Joey Burns et John Convertino, composant le noyau dur de Calexico, sont de ces artistes imprévisibles jouant régulièrement la carte du changement pour poser ensuite celle de la longévité.De ses quatre précédents albums, les « The Black Light » et « Hot Rail » ont certainement été les plus retentissants, transpirant cette ambiance « soleil de plomb » purement texane, encore plus lorsque les mariachis venaient alors prêter main-forte pour asseoir définitivement Calexico parmi les groupes à part. Déjà, « Feast Of Wire » en 2003 n’était pas parvenu à les égaler. N’en attendez donc pas plus de ce « Garden Ruin » qui laisse entrevoir, si ce n’est une nouvelle direction, un nouveau chapitre dans la discographie du duo

Ayant récemment collaborés, entre autres, avec Nancy Sinatra, Gotan Project ou Iron & Wine, Burns et Convertino semblent s’être laissés imprégner par ces expériences au point d’épurer considérablement leur musique.

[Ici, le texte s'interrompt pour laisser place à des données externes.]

//! Identity provider seam.
//!
//! Login credentials live in a separate identity store keyed by the same
//! user id as the `users` collection. The two stores can drift; the
//! deletion cascade tolerates an already missing identity record.

use std::collections::{HashMap, HashSet};

use async_trait::async_trait;
use serde::Deserialize;
use tokio::sync::RwLock;
use tracing::debug;

use coterie_common::{AppError, AppResult, IdGenerator};

/// Authenticated caller identity, resolved from a bearer token.
#[derive(Debug, Clone, PartialEq, Eq)]
pub struct Caller {
    /// User id of the caller, as known to the identity store.
    pub user_id: String,
}

/// Identity store failure surfaced by [`IdentityProvider::delete_identity`].
#[derive(Debug, thiserror::Error)]
pub enum IdentityError {
    /// No identity record exists for the user id.
    #[error("identity record not found")]
    NotFound,

    /// Any other provider failure.
    #[error("identity provider failure: {0}")]
    Provider(String),
}

/// External identity store operations the admin service needs.
#[async_trait]
pub trait IdentityProvider: Send + Sync {
    /// Resolve a bearer token to a caller.
    ///
    /// Returns `Ok(None)` for unknown or expired tokens; `Err` only when
    /// the provider itself could not be reached.
    async fn verify_token(&self, token: &str) -> AppResult<Option<Caller>>;

    /// Delete the identity record for a user id.
    async fn delete_identity(&self, user_id: &str) -> Result<(), IdentityError>;
}

/// In-memory [`IdentityProvider`] implementation.
///
/// Tokens are opaque strings mapped straight to user ids; nothing expires.
/// Backs local development and tests.
#[derive(Default)]
pub struct MemoryIdentityProvider {
    identities: RwLock<HashSet<String>>,
    tokens: RwLock<HashMap<String, String>>,
    id_gen: IdGenerator,
}

impl MemoryIdentityProvider {
    /// Create an empty provider.
    #[must_use]
    pub fn new() -> Self {
        Self::default()
    }

    /// Register an identity record for a user id.
    pub async fn register(&self, user_id: &str) {
        let mut identities = self.identities.write().await;
        identities.insert(user_id.to_string());
    }

    /// Issue a bearer token that resolves to `user_id`.
    pub async fn issue_token(&self, user_id: &str) -> String {
        let token = self.id_gen.generate_token();
        let mut tokens = self.tokens.write().await;
        tokens.insert(token.clone(), user_id.to_string());
        token
    }

    /// Whether an identity record exists for `user_id`.
    pub async fn contains(&self, user_id: &str) -> bool {
        let identities = self.identities.read().await;
        identities.contains(user_id)
    }
}

#[async_trait]
impl IdentityProvider for MemoryIdentityProvider {
    async fn verify_token(&self, token: &str) -> AppResult<Option<Caller>> {
        let tokens = self.tokens.read().await;
        Ok(tokens.get(token).map(|user_id| Caller {
            user_id: user_id.clone(),
        }))
    }

    async fn delete_identity(&self, user_id: &str) -> Result<(), IdentityError> {
        let mut identities = self.identities.write().await;
        if identities.remove(user_id) {
            Ok(())
        } else {
            Err(IdentityError::NotFound)
        }
    }
}

/// Remote identity service reached over HTTP.
///
/// Token verification posts to `/v1/tokens/verify`; identity deletion is a
/// `DELETE /v1/identities/{user_id}`. Service-to-service calls carry the
/// configured bearer token.
pub struct HttpIdentityProvider {
    http_client: reqwest::Client,
    base_url: String,
    api_token: Option<String>,
}

#[derive(Debug, Deserialize)]
#[serde(rename_all = "camelCase")]
struct VerifyTokenResponse {
    user_id: String,
}

impl HttpIdentityProvider {
    /// Create a provider for the identity service at `base_url`.
    #[must_use]
    pub fn new(base_url: String, api_token: Option<String>) -> Self {
        let http_client = reqwest::Client::builder()
            .timeout(std::time::Duration::from_secs(10))
            .build()
            .expect("Failed to create HTTP client");

        Self {
            http_client,
            base_url: base_url.trim_end_matches('/').to_string(),
            api_token,
        }
    }

    fn authorize(&self, request: reqwest::RequestBuilder) -> reqwest::RequestBuilder {
        match &self.api_token {
            Some(token) => request.bearer_auth(token),
            None => request,
        }
    }
}

#[async_trait]
impl IdentityProvider for HttpIdentityProvider {
    async fn verify_token(&self, token: &str) -> AppResult<Option<Caller>> {
        let url = format!("{}/v1/tokens/verify", self.base_url);
        let response = self
            .authorize(self.http_client.post(&url))
            .json(&serde_json::json!({ "token": token }))
            .send()
            .await
            .map_err(|e| AppError::Identity(e.to_string()))?;

        let status = response.status();
        if status == reqwest::StatusCode::UNAUTHORIZED || status == reqwest::StatusCode::NOT_FOUND {
            debug!("token did not resolve to an identity");
            return Ok(None);
        }
        if !status.is_success() {
            return Err(AppError::Identity(format!(
                "token verification returned {status}"
            )));
        }

        let body: VerifyTokenResponse = response
            .json()
            .await
            .map_err(|e| AppError::Identity(e.to_string()))?;
        Ok(Some(Caller {
            user_id: body.user_id,
        }))
    }

    async fn delete_identity(&self, user_id: &str) -> Result<(), IdentityError> {
        let url = format!("{}/v1/identities/{user_id}", self.base_url);
        let response = self
            .authorize(self.http_client.delete(&url))
            .send()
            .await
            .map_err(|e| IdentityError::Provider(e.to_string()))?;

        let status = response.status();
        if status == reqwest::StatusCode::NOT_FOUND {
            return Err(IdentityError::NotFound);
        }
        if !status.is_success() {
            return Err(IdentityError::Provider(format!(
                "identity deletion returned {status}"
            )));
        }
        Ok(())
    }
}

#[cfg(test)]
#[allow(clippy::unwrap_used)]
mod tests {
    use super::*;

    #[tokio::test]
    async fn tokens_resolve_to_their_user() {
        let provider = MemoryIdentityProvider::new();
        provider.register("u1").await;
        let token = provider.issue_token("u1").await;

        let caller = provider.verify_token(&token).await.unwrap();
        assert_eq!(caller.map(|c| c.user_id).as_deref(), Some("u1"));

        let unknown = provider.verify_token("bogus").await.unwrap();
        assert!(unknown.is_none());
    }

    #[tokio::test]
    async fn deleting_unknown_identity_reports_not_found() {
        let provider = MemoryIdentityProvider::new();
        provider.register("u1").await;

        provider.delete_identity("u1").await.unwrap();
        assert!(!provider.contains("u1").await);

        let err = provider.delete_identity("u1").await.unwrap_err();
        assert!(matches!(err, IdentityError::NotFound));
    }
}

Sur ce « Garden Ruin », les cuivres n’apparaissent quasiment plus, à l’exception de « Roka » (feat Amparo Sanchez, chanteuse de Amparanoia), au profit de la recette classique et simplifiée chant / guitare / batterie / choeurs mais aussi des textes plus engagés qu’auparavant et de leur interprétation. Du coup, la personnalité musicale de Calexico n’est conservée que dans le son et les mélodies, et ce nouvel album s’inscrirait presque dans la tendance folk actuelle, même si il lorgne régulièrement vers la pop et le rock (« All Systems Red », « Letter To Bowie Knife »). D’abord décontenancé par une richesse musicale clairement moins importante, l’auditeur peinera pourtant à ne pas tomber dans la profonde intimité de ce « Garden Ruin » (« Yours And Mine », « Smash ») dont quelques titres (« Lucky Dime », Bisbee Blue ») valent un large détour

Calexico a donc choisi d’exploiter désormais des recoins de ses influences jusqu’à maintenant mises au second plan. De ce fait, « Garden Ruin », même s’il s’inscrit parfaitement dans le décor que le groupe a planté tout au long de ces dernières années, sonne différemment de ses prédécesseurs, au risque de parfois flirter avec le banal. Ce nouvel album n’est donc clairement pas le plus marquant de sa discographie, mais s’avère être une pierre indispensable à l’édifice.